### WHAT TO WORK ON
Filter these entries, keeping only lines that hold the word "instrument".

....

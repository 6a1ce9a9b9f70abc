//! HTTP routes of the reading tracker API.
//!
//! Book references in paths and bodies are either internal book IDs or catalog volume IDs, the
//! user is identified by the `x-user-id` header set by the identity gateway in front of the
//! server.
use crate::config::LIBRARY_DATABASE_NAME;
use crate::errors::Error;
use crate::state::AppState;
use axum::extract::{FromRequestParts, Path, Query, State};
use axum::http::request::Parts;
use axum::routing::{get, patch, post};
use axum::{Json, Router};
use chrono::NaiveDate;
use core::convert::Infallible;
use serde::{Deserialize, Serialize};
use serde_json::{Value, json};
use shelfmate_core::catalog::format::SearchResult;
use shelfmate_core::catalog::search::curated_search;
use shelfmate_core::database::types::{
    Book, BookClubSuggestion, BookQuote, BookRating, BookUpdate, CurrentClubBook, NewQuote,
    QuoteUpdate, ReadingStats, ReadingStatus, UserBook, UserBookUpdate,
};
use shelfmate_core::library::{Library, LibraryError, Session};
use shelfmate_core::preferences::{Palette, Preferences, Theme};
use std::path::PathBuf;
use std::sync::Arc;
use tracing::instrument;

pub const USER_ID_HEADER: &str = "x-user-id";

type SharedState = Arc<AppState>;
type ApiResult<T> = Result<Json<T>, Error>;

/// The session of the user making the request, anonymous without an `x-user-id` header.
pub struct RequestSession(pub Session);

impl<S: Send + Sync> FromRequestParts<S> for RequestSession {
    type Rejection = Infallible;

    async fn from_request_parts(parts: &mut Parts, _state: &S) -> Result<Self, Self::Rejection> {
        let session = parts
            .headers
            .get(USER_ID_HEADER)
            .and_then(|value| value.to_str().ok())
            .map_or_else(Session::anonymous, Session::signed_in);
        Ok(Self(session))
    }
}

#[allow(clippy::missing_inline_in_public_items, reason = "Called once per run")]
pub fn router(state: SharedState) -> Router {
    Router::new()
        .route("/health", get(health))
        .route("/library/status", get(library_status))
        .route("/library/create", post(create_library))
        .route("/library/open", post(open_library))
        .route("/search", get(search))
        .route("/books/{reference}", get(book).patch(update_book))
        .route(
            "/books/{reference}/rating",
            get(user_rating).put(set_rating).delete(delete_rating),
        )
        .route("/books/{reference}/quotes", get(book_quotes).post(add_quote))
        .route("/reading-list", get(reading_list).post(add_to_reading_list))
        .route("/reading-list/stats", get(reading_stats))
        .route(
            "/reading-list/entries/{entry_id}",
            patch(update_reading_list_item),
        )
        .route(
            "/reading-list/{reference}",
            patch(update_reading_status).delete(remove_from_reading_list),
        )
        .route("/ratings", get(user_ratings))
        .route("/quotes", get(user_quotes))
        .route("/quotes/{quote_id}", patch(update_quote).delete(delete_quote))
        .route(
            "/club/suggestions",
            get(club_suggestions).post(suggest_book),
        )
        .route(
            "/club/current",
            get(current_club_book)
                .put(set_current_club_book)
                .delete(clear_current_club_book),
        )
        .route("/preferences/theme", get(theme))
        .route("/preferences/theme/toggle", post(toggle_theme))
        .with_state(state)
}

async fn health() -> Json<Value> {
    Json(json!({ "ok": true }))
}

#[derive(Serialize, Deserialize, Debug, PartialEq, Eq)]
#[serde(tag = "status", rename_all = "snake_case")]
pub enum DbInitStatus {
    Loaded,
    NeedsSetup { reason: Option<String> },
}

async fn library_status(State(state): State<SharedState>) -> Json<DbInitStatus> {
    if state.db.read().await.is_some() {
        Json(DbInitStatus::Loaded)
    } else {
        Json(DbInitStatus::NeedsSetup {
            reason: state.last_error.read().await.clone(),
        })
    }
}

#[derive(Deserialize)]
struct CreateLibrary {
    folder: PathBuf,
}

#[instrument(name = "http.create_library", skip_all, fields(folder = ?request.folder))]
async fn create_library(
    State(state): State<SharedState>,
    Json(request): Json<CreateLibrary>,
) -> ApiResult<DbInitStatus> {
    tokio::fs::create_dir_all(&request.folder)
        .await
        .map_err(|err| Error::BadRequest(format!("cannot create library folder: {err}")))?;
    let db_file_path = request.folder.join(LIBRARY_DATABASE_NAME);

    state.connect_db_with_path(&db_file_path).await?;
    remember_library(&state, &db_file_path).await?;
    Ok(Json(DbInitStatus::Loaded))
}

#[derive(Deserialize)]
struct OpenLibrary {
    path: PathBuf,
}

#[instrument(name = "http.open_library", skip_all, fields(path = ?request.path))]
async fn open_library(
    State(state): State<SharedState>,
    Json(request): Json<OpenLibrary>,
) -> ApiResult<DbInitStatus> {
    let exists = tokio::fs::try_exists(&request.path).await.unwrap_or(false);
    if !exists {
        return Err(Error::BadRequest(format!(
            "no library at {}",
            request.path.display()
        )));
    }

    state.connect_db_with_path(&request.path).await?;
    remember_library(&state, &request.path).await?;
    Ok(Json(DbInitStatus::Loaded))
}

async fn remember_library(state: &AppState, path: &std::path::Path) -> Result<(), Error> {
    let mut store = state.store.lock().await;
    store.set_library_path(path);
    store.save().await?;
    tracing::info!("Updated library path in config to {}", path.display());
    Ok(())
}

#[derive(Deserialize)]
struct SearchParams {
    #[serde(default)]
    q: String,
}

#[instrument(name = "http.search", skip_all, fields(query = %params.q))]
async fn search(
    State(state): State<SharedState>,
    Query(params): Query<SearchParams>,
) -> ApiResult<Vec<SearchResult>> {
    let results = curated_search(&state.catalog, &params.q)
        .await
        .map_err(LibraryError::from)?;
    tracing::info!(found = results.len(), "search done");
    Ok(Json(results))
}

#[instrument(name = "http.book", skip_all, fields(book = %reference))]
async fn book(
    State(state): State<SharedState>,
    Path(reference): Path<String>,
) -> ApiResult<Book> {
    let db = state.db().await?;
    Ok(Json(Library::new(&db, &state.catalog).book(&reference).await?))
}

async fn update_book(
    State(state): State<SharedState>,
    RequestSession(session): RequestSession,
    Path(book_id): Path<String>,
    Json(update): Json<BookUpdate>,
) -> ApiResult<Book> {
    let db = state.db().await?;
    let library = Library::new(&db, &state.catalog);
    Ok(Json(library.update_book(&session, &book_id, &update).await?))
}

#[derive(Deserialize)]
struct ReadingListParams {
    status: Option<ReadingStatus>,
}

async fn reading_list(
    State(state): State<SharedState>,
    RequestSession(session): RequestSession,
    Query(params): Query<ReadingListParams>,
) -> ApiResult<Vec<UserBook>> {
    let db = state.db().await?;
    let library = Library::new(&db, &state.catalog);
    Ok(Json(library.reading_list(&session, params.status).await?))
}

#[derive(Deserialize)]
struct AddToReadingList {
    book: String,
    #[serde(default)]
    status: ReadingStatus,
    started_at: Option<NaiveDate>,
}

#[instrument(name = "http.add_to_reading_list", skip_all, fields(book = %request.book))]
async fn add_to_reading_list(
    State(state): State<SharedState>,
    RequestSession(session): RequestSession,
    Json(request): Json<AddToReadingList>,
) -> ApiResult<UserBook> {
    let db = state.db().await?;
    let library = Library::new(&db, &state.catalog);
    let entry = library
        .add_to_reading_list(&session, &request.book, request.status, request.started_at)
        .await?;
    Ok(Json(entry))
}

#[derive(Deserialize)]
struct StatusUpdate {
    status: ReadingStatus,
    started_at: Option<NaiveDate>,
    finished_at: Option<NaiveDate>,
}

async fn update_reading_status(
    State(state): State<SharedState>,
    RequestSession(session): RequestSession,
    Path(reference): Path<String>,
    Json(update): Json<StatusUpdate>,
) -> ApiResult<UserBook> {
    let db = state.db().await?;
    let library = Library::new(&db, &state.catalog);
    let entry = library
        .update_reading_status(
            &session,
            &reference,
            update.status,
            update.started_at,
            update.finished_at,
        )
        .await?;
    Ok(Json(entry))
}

....

### SOLUTION FOR THIS TASK
use tracing::instrument;
#[instrument(name = "http.create_library", skip_all, fields(folder = ?request.folder))]
#[instrument(name = "http.open_library", skip_all, fields(path = ?request.path))]
#[instrument(name = "http.search", skip_all, fields(query = %params.q))]
#[instrument(name = "http.book", skip_all, fields(book = %reference))]
#[instrument(name = "http.add_to_reading_list", skip_all, fields(book = %request.book))]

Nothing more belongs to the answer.